Dans une salle vite pleine, et ce pour la deuxième fois ici – dans laquelle on regrette bien vite la présence de fauteuils – Nina Battisti fait son entrée et convoque par sa mise en scène tous les superbes fantômes qui habitent encore cette salle.
Le show s’avère parfaitement maîtrisée et la présence scénique de l’artiste complète ce qu’elle laisse percevoir d’elle à travers ses chansons. Les morceaux défilent dans ce (joyeux) Cabaret des pleurs, ordonnés avec humour et une distance délicieuse, laissant entrevoir là, au détour d’une phrase anodine sur un déboire amoureux, des anxiétés qui semblent générationnelles.
Si la soirée a prouvé que la chanson, voire même la variété – une insulte ? Vraiment ? – des interminables trajets familiaux en voiture sur la route des vacances, n’était pas morte et enterrée, et qu’elle avait encore de beaux jours devant elle. Son public et ses interprètes ne sont nostalgiques de rien ; il est étonnant par ailleurs de constater la façon dont les codes se sont transformés à l’ère des réseaux sociaux. Par exemple, la chanson Pas si jolie en est un symptôme parfait.

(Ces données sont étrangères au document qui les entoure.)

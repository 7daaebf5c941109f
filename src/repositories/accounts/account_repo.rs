//! 사용자 계정 저장소
//!
//! 로그인 서비스는 `AccountRepository` 트레이트에만 의존하므로
//! 영속 계층은 교체할 수 있습니다. 기본 구현은 프로세스 메모리에 보관하는
//! `InMemoryAccountRepository` 입니다.

use std::collections::HashMap;

use async_trait::async_trait;
use tokio::sync::RwLock;
use uuid::Uuid;

use crate::domain::entities::accounts::UserAccount;
use crate::errors::{AppError, AppResult};

/// 계정 저장소 인터페이스
#[async_trait]
pub trait AccountRepository: Send + Sync {
    /// `(provider, subject)` 로 계정을 조회합니다.
    async fn find_by_subject(&self, provider: &str, subject: &str)
    -> AppResult<Option<UserAccount>>;

    async fn find_by_email(&self, email: &str) -> AppResult<Option<UserAccount>>;

    /// 새 계정을 저장합니다.
    ///
    /// # Errors
    ///
    /// * `AppError::ConflictError` - 같은 이메일 또는 같은 `(provider, subject)` 계정이 이미 있음
    async fn insert(&self, account: UserAccount) -> AppResult<UserAccount>;

    /// 기존 계정을 덮어씁니다.
    ///
    /// # Errors
    ///
    /// * `AppError::NotFound` - 해당 ID 의 계정이 없음
    /// * `AppError::ConflictError` - 변경된 이메일을 다른 계정이 사용 중
    async fn update(&self, account: UserAccount) -> AppResult<UserAccount>;

    /// 계정을 삭제합니다. 삭제되었으면 `true`.
    async fn delete(&self, id: Uuid) -> AppResult<bool>;
}

/// 메모리 기반 계정 저장소
#[derive(Default)]
pub struct InMemoryAccountRepository {
    accounts: RwLock<HashMap<Uuid, UserAccount>>,
}

impl InMemoryAccountRepository {
    pub fn new() -> Self {
        Self::default()
    }

    pub async fn count(&self) -> usize {
        self.accounts.read().await.len()
    }
}

fn email_taken(accounts: &HashMap<Uuid, UserAccount>, account: &UserAccount) -> bool {
    let Some(email) = account.profile.email.as_deref() else {
        return false;
    };

    accounts
        .values()
        .any(|other| other.id != account.id && other.profile.email.as_deref() == Some(email))
}

#[async_trait]
impl AccountRepository for InMemoryAccountRepository {
    async fn find_by_subject(
        &self,
        provider: &str,
        subject: &str,
    ) -> AppResult<Option<UserAccount>> {
        let accounts = self.accounts.read().await;
        Ok(accounts
            .values()
            .find(|account| account.provider == provider && account.subject == subject)
            .cloned())
    }

    async fn find_by_email(&self, email: &str) -> AppResult<Option<UserAccount>> {
        let accounts = self.accounts.read().await;
        Ok(accounts
            .values()
            .find(|account| account.profile.email.as_deref() == Some(email))
            .cloned())
    }

    async fn insert(&self, account: UserAccount) -> AppResult<UserAccount> {
        let mut accounts = self.accounts.write().await;

        if accounts
            .values()
            .any(|other| other.provider == account.provider && other.subject == account.subject)
        {
            return Err(AppError::ConflictError(
                "이미 등록된 프로바이더 계정입니다".to_string(),
            ));
        }

        if email_taken(&accounts, &account) {
            return Err(AppError::ConflictError(
                "이미 사용 중인 이메일입니다".to_string(),
            ));
        }

        accounts.insert(account.id, account.clone());
        Ok(account)
    }

    async fn update(&self, account: UserAccount) -> AppResult<UserAccount> {
        let mut accounts = self.accounts.write().await;

        if !accounts.contains_key(&account.id) {
            return Err(AppError::NotFound(format!("계정을 찾을 수 없습니다: {}", account.id)));
        }

        if email_taken(&accounts, &account) {
            return Err(AppError::ConflictError(
                "이미 사용 중인 이메일입니다".to_string(),
            ));
        }

        accounts.insert(account.id, account.clone());
        Ok(account)
    }

    async fn delete(&self, id: Uuid) -> AppResult<bool> {
        Ok(self.accounts.write().await.remove(&id).is_some())
    }
}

Interprètes de leurs névroses, les angoisses que ces artistes expriment semblent être une conséquence d’un néo-capitalisme bien contemporain. Il n’est plus possible d’être simplement artiste, il faut être aussi influenceur et directeur marketing de sa propre marque, et ainsi être à la fois actrices et victimes d’une dictature de l’image.